EXERCISE INPUTS =
══════
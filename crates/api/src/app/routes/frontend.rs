//! Static frontend: one page, one script, both compiled into the binary.

use axum::{
    http::{header, StatusCode},
    response::IntoResponse,
    routing::get,
    Router,
};

const INDEX_HTML: &str = include_str!("../../../public/index.html");
const APP_JS: &str = include_str!("../../../public/static/js/app.js");

pub fn router() -> Router {
    Router::new()
        .route("/", get(index))
        .route("/static/js/app.js", get(app_js))
}

pub async fn index() -> impl IntoResponse {
    (
        StatusCode::OK,
        [
            (header::CONTENT_TYPE, "text/html; charset=utf-8"),
            (header::CACHE_CONTROL, "no-store, no-cache, must-revalidate, private"),
        ],
        INDEX_HTML,
    )
}

pub async fn app_js() -> impl IntoResponse {
    (
        StatusCode::OK,
        [
            (header::CONTENT_TYPE, "application/javascript; charset=utf-8"),
            (header::CACHE_CONTROL, "no-store, no-cache, must-revalidate, private"),
        ],
        APP_JS,
    )
}
//! Catalog store: durable CRUD for books, inventory, listings, comments and
//! the notification history, plus the availability aggregation over them.
//!
//! Backed by one embedded SQLite database (WAL, foreign keys enforced with
//! cascading delete from books). All access goes through [`CatalogStore`].

pub mod availability;
pub mod books;
pub mod comments;
pub mod db;
pub mod inventory;
pub mod listings;
pub mod notifications;


pub use availability::{Availability, AvailabilityRow};
pub use books::{BookFilter, BookRow, NewBook};
pub use comments::{CommentRow, NewComment};
pub use db::{CatalogStore, StoreError, TableCounts};
pub use inventory::{NewInventoryRecord, StockAggregate};
pub use listings::{ListingRow, NewListing};
//! Domain vocabulary for the Bibloteka book marketplace.
//!
//! This crate contains the shared value types and the domain error model,
//! implemented purely as deterministic domain logic (no IO, no HTTP, no
//! storage).

pub mod contact;
pub mod error;
pub mod listing;

pub use contact::ContactInfo;
pub use error::DomainError;
pub use listing::{BookSource, ListingKind};
use std::fmt;
use std::str::FromStr;

use serde::{Deserialize, Serialize};

use crate::error::DomainError;

/// The four listing variants a book can be offered (or requested) under.
///
/// `Sell`, `Rent` and `Digital` are supply-side: they carry a meaningful price
/// and condition. `Buy` is demand-side: price is optional and condition does
/// not apply.
#[derive(Debug, Copy, Clone, PartialEq, Eq, Hash, Serialize, Deserialize)]
#[serde(rename_all = "lowercase")]
pub enum ListingKind {
    Sell,
    Rent,
    Digital,
    Buy,
}

impl ListingKind {
    pub const ALL: [ListingKind; 4] = [Self::Sell, Self::Rent, Self::Digital, Self::Buy];

    pub fn as_str(self) -> &'static str {
        match self {
            Self::Sell => "sell",
            Self::Rent => "rent",
            Self::Digital => "digital",
            Self::Buy => "buy",
        }
    }

    /// True for the variants that count toward supply (everything but `Buy`).
    pub fn is_supply(self) -> bool {
        !matches!(self, Self::Buy)
    }

    /// Verb used when phrasing the ticker notification for a new listing.
    ///
    /// Exhaustive on purpose: adding a variant forces a phrasing decision.
    pub fn notification_verb(self) -> &'static str {
        match self {
            Self::Sell => "put up for sale",
            Self::Rent => "offered for rent",
            Self::Digital => "shared digitally",
            Self::Buy => "is looking for",
        }
    }
}

impl fmt::Display for ListingKind {
    fn fmt(&self, f: &mut fmt::Formatter<'_>) -> fmt::Result {
        f.write_str(self.as_str())
    }
}

impl FromStr for ListingKind {
    type Err = DomainError;

    fn from_str(s: &str) -> Result<Self, Self::Err> {
        match s {
            "sell" => Ok(Self::Sell),
            "rent" => Ok(Self::Rent),
            "digital" => Ok(Self::Digital),
            "buy" => Ok(Self::Buy),
            other => Err(DomainError::validation(format!(
                "type must be one of sell, rent, digital, buy (got {other:?})"
            ))),
        }
    }
}

/// Where a book record came from: manual entry or an external search result.
#[derive(Debug, Copy, Clone, PartialEq, Eq, Serialize, Deserialize)]
#[serde(rename_all = "lowercase")]
pub enum BookSource {
    Local,
    Api,
}

impl BookSource {
    pub fn as_str(self) -> &'static str {
        match self {
            Self::Local => "local",
            Self::Api => "api",
        }
    }
}

impl Default for BookSource {
    fn default() -> Self {
        Self::Local
    }
}

#[cfg(test)]
mod tests {
    use super::*;

    #[test]
    fn kind_round_trips_through_str() {
        for kind in ListingKind::ALL {
            assert_eq!(kind.as_str().parse::<ListingKind>().unwrap(), kind);
        }
    }

    #[test]
    fn unknown_kind_is_a_validation_error() {
        let err = "lend".parse::<ListingKind>().unwrap_err();
        assert!(matches!(err, DomainError::Validation(_)));
    }

    #[test]
    fn only_buy_counts_as_demand() {
        assert!(ListingKind::Sell.is_supply());
        assert!(ListingKind::Rent.is_supply());
        assert!(ListingKind::Digital.is_supply());
        assert!(!ListingKind::Buy.is_supply());
    }

    #[test]
    fn each_kind_has_a_distinct_verb() {
        let verbs: std::collections::HashSet<_> =
            ListingKind::ALL.iter().map(|k| k.notification_verb()).collect();
        assert_eq!(verbs.len(), ListingKind::ALL.len());
    }
}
══════
WHAT THE TASK REQUIRES = An acceptable answer repeats every entry exactly, with nothing omitted.

TASK SOLUTION =
filename crates/api/src/app/routes/frontend.rs
//! Static frontend: one page, one script, both compiled into the binary.

use axum::{
    http::{header, StatusCode},
    response::IntoResponse,
    routing::get,
    Router,
};

const INDEX_HTML: &str = include_str!("../../../public/index.html");
const APP_JS: &str = include_str!("../../../public/static/js/app.js");

pub fn router() -> Router {
    Router::new()
        .route("/", get(index))
        .route("/static/js/app.js", get(app_js))
}

pub async fn index() -> impl IntoResponse {
    (
        StatusCode::OK,
        [
            (header::CONTENT_TYPE, "text/html; charset=utf-8"),
            (header::CACHE_CONTROL, "no-store, no-cache, must-revalidate, private"),
        ],
        INDEX_HTML,
    )
}

pub async fn app_js() -> impl IntoResponse {
    (
        StatusCode::OK,
        [
            (header::CONTENT_TYPE, "application/javascript; charset=utf-8"),
            (header::CACHE_CONTROL, "no-store, no-cache, must-revalidate, private"),
        ],
        APP_JS,
    )
}
//! Catalog store: durable CRUD for books, inventory, listings, comments and
//! the notification history, plus the availability aggregation over them.
//!
//! Backed by one embedded SQLite database (WAL, foreign keys enforced with
//! cascading delete from books). All access goes through [`CatalogStore`].

pub mod availability;
pub mod books;
pub mod comments;
pub mod db;
pub mod inventory;
pub mod listings;
pub mod notifications;


pub use availability::{Availability, AvailabilityRow};
pub use books::{BookFilter, BookRow, NewBook};
pub use comments::{CommentRow, NewComment};
pub use db::{CatalogStore, StoreError, TableCounts};
pub use inventory::{NewInventoryRecord, StockAggregate};
pub use listings::{ListingRow, NewListing};
//! Domain vocabulary for the Bibloteka book marketplace.
//!
//! This crate contains the shared value types and the domain error model,
//! implemented purely as deterministic domain logic (no IO, no HTTP, no
//! storage).

pub mod contact;
pub mod error;
pub mod listing;

pub use contact::ContactInfo;
pub use error::DomainError;
pub use listing::{BookSource, ListingKind};
use std::fmt;
use std::str::FromStr;

use serde::{Deserialize, Serialize};

use crate::error::DomainError;

/// The four listing variants a book can be offered (or requested) under.
///
/// `Sell`, `Rent` and `Digital` are supply-side: they carry a meaningful price
/// and condition. `Buy` is demand-side: price is optional and condition does
/// not apply.
#[derive(Debug, Copy, Clone, PartialEq, Eq, Hash, Serialize, Deserialize)]
#[serde(rename_all = "lowercase")]
pub enum ListingKind {
    Sell,
    Rent,
    Digital,
    Buy,
}

impl ListingKind {
    pub const ALL: [ListingKind; 4] = [Self::Sell, Self::Rent, Self::Digital, Self::Buy];

    pub fn as_str(self) -> &'static str {
        match self {
            Self::Sell => "sell",
            Self::Rent => "rent",
            Self::Digital => "digital",
            Self::Buy => "buy",
        }
    }

    /// True for the variants that count toward supply (everything but `Buy`).
    pub fn is_supply(self) -> bool {
        !matches!(self, Self::Buy)
    }

    /// Verb used when phrasing the ticker notification for a new listing.
    ///
    /// Exhaustive on purpose: adding a variant forces a phrasing decision.
    pub fn notification_verb(self) -> &'static str {
        match self {
            Self::Sell => "put up for sale",
            Self::Rent => "offered for rent",
            Self::Digital => "shared digitally",
            Self::Buy => "is looking for",
        }
    }
}

impl fmt::Display for ListingKind {
    fn fmt(&self, f: &mut fmt::Formatter<'_>) -> fmt::Result {
        f.write_str(self.as_str())
    }
}

impl FromStr for ListingKind {
    type Err = DomainError;

    fn from_str(s: &str) -> Result<Self, Self::Err> {
        match s {
            "sell" => Ok(Self::Sell),
            "rent" => Ok(Self::Rent),
            "digital" => Ok(Self::Digital),
            "buy" => Ok(Self::Buy),
            other => Err(DomainError::validation(format!(
                "type must be one of sell, rent, digital, buy (got {other:?})"
            ))),
        }
    }
}

/// Where a book record came from: manual entry or an external search result.
#[derive(Debug, Copy, Clone, PartialEq, Eq, Serialize, Deserialize)]
#[serde(rename_all = "lowercase")]
pub enum BookSource {
    Local,
    Api,
}

impl BookSource {
    pub fn as_str(self) -> &'static str {
        match self {
            Self::Local => "local",
            Self::Api => "api",
        }
    }
}

impl Default for BookSource {
    fn default() -> Self {
        Self::Local
    }
}

#[cfg(test)]
mod tests {
    use super::*;

    #[test]
    fn kind_round_trips_through_str() {
        for kind in ListingKind::ALL {
            assert_eq!(kind.as_str().parse::<ListingKind>().unwrap(), kind);
        }
    }

    #[test]
    fn unknown_kind_is_a_validation_error() {
        let err = "lend".parse::<ListingKind>().unwrap_err();
        assert!(matches!(err, DomainError::Validation(_)));
    }

    #[test]
    fn only_buy_counts_as_demand() {
        assert!(ListingKind::Sell.is_supply());
        assert!(ListingKind::Rent.is_supply());
        assert!(ListingKind::Digital.is_supply());
        assert!(!ListingKind::Buy.is_supply());
    }

    #[test]
    fn each_kind_has_a_distinct_verb() {
        let verbs: std::collections::HashSet<_> =
            ListingKind::ALL.iter().map(|k| k.notification_verb()).collect();
        assert_eq!(verbs.len(), ListingKind::ALL.len());
    }
}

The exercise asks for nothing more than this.